Report each line of the entries below that includes "Network".

—————

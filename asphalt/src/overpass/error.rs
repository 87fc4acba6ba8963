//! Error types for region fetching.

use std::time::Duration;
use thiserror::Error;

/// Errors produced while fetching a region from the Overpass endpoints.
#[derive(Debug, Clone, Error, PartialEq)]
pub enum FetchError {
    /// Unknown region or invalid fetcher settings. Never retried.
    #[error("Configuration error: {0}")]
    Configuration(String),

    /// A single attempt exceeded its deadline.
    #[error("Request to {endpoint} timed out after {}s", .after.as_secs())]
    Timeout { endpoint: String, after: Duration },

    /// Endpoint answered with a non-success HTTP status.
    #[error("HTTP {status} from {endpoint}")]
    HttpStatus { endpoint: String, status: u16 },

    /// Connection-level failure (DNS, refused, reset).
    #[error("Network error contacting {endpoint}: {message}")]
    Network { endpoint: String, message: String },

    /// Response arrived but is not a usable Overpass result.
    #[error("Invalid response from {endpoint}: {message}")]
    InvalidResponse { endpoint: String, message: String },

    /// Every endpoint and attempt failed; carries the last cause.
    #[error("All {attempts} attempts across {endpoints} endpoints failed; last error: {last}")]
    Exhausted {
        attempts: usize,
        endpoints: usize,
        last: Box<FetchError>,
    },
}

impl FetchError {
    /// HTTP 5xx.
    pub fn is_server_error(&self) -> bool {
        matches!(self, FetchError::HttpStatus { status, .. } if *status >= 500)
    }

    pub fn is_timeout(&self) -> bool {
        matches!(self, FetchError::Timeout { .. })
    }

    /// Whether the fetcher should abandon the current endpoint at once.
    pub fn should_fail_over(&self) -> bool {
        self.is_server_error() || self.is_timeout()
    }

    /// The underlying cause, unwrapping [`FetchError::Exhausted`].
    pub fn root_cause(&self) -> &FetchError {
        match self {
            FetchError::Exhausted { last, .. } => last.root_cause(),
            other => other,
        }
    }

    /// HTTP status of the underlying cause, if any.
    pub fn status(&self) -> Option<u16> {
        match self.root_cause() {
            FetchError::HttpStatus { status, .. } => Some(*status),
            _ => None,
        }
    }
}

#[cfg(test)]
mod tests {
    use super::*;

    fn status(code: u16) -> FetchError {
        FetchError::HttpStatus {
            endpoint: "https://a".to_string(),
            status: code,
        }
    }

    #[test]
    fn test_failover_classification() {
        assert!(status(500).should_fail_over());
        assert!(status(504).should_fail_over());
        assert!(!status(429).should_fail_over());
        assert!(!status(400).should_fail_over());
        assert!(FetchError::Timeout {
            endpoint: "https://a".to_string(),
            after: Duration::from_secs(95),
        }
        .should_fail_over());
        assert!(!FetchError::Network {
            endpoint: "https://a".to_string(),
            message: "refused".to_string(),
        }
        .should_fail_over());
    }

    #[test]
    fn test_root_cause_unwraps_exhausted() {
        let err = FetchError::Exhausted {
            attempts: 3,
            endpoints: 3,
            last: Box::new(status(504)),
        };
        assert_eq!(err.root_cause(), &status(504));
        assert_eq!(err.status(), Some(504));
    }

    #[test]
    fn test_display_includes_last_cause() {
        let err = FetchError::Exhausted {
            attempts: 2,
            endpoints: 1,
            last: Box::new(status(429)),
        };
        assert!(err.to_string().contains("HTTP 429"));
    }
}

—————

Result of this task –
    #[error("Network error contacting {endpoint}: {message}")]
    Network { endpoint: String, message: String },
        assert!(!FetchError::Network {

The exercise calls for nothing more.